What should be India’s future strategy?
- China has not been able to achieve its aims either politically or militarily due to India’s firm and resolute response.
- The force level deployed by China in Aksai Chin with two strike divisions and 150 frontline fighter aircraft positioned on the forward bases belies Chinese intent to de-escalate.
- Therefore, India must continue its proactive posture not only in Ladakh but across the complete length of LAC.
- After all, it’s the position on the ground which will decide the trajectory of talks on the negotiations table.
- Above all, we must insist on April 2020 status quo and make it clear to the Chinese that the border issue cannot be delinked from bilateral relations.
-Source: Indian Express
SCO: A COUNTER-COALITION OF EURASIAN POWERS
Focus: GS-II International Relations
Introduction
- The SCO was founded in June 2001, built on the ‘Shanghai Five’ grouping of Russia, China, Kazakhstan, Kyrgyzstan (Kyrgyz Republic) and Tajikistan, which had come together in the post-Soviet era in 1996, in order to work on regional security, reduction of border troops, and terrorism.
- A particular goal all these years has been “conflict resolution”, given its early successes between China and Russia, and then within the Central Asian Republics.
- According to its rules, the organisation has two permanent bodies — the SCO Secretariat based in Beijing and the Executive Committee of the Regional Anti-Terrorist Structure (RATS) based in Tashkent.
- The SCO Secretary-General and the Director of the Executive Committee of the SCO RATS are appointed by the Council of Heads of State for a term of three years.
- The SCO also has four observer states — Afghanistan, Iran, Belarus and Mongolia — which may be inducted at a later date.
Main goals
The SCO describes its main goals, part of its Charter as:
- Strengthening mutual trust and neighbourliness among the member states;
- Promoting their effective cooperation in politics, trade, economy, research and technology and culture, as well as in education, energy, transport, tourism, environmental protection, and other areas;
- Making joint efforts to maintain and ensure peace, security and stability in the region;
- Moving towards the establishment of a democratic, fair and rational new international political and economic order.
Contradictions
- India and Pakistan joined the SCO as observers in 2005, and were admitted as full members in 2015.
- Joining the SCO has been seen as one of the Indian government’s more significant yet puzzling foreign policy choices, as it came at a time that New Delhi was looking more keenly at the West, and in particular at the maritime ‘Quadrilateral’ with the U.S., Japan and Australia.

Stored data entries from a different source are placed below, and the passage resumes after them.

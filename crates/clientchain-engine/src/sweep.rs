//! Reconciliation sweep — resumes dormant executions whose time has come.
//!
//! This is what gives `wait` actions elapsed-time semantics without a timer
//! per execution. The sweep is safe at any interval: a missed run only
//! delays progress.

use clientchain_core::error::Result;
use clientchain_policy::Clock;
use std::sync::Arc;

use crate::runner::ExecutionRunner;

impl ExecutionRunner {
    /// Advance every running execution due at or before now. Failures are
    /// isolated per execution; one bad row never stops the rest. Returns how
    /// many executions were picked up.
    pub async fn sweep_due(&self, clock: &dyn Clock) -> Result<usize> {
        let due = self.store().due_executions(clock.now())?;
        if due.is_empty() {
            return Ok(0);
        }
        tracing::debug!("🔄 Sweep found {} due execution(s)", due.len());

        let mut processed = 0;
        for id in &due {
            match self.advance(id).await {
                Ok(()) => processed += 1,
                Err(e) => tracing::warn!("⚠️ Sweep: advancing execution {id} failed: {e}"),
            }
        }
        Ok(processed)
    }
}

/// Background sweeper loop. Runs until the process exits.
pub fn spawn_sweeper(
    runner: Arc<ExecutionRunner>,
    clock: Arc<dyn Clock>,
    interval_secs: u64,
) -> tokio::task::JoinHandle<()> {
    tokio::spawn(async move {
        let mut ticker = tokio::time::interval(std::time::Duration::from_secs(interval_secs.max(1)));
        ticker.set_missed_tick_behavior(tokio::time::MissedTickBehavior::Delay);
        loop {
            ticker.tick().await;
            match runner.sweep_due(clock.as_ref()).await {
                Ok(0) => {}
                Ok(n) => tracing::info!("🔄 Sweep resumed {n} execution(s)"),
                Err(e) => tracing::error!("❌ Sweep failed: {e}"),
            }
        }
    })
}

- India has explained its membership in both ostensibly clashing groups as a part of its principles of “strategic autonomy and multi-alignment”.
- Since 2014, India and Pakistan have cut all ties, talks and trade with each other, and India has refused to attend the SAARC summit due to tensions with Pakistan, but both their leaderships have consistently attended all meetings of the SCO’s three councils and other meetings as well.
- Despite the fact that India accuses Pakistan of perpetrating cross-border terrorism at every other multilateral forum, at the SCO, Indian and Pakistani armed forces even take part in military and anti-terrorism exercises together, as part of the SCO-Regional Anti-Terrorist Structure.
- In addition, the two countries are part of the SCO-Afghanistan Contact Group, to discuss the course of Afghanistan’s future, an issue New Delhi and Islamabad are bitterly divided over.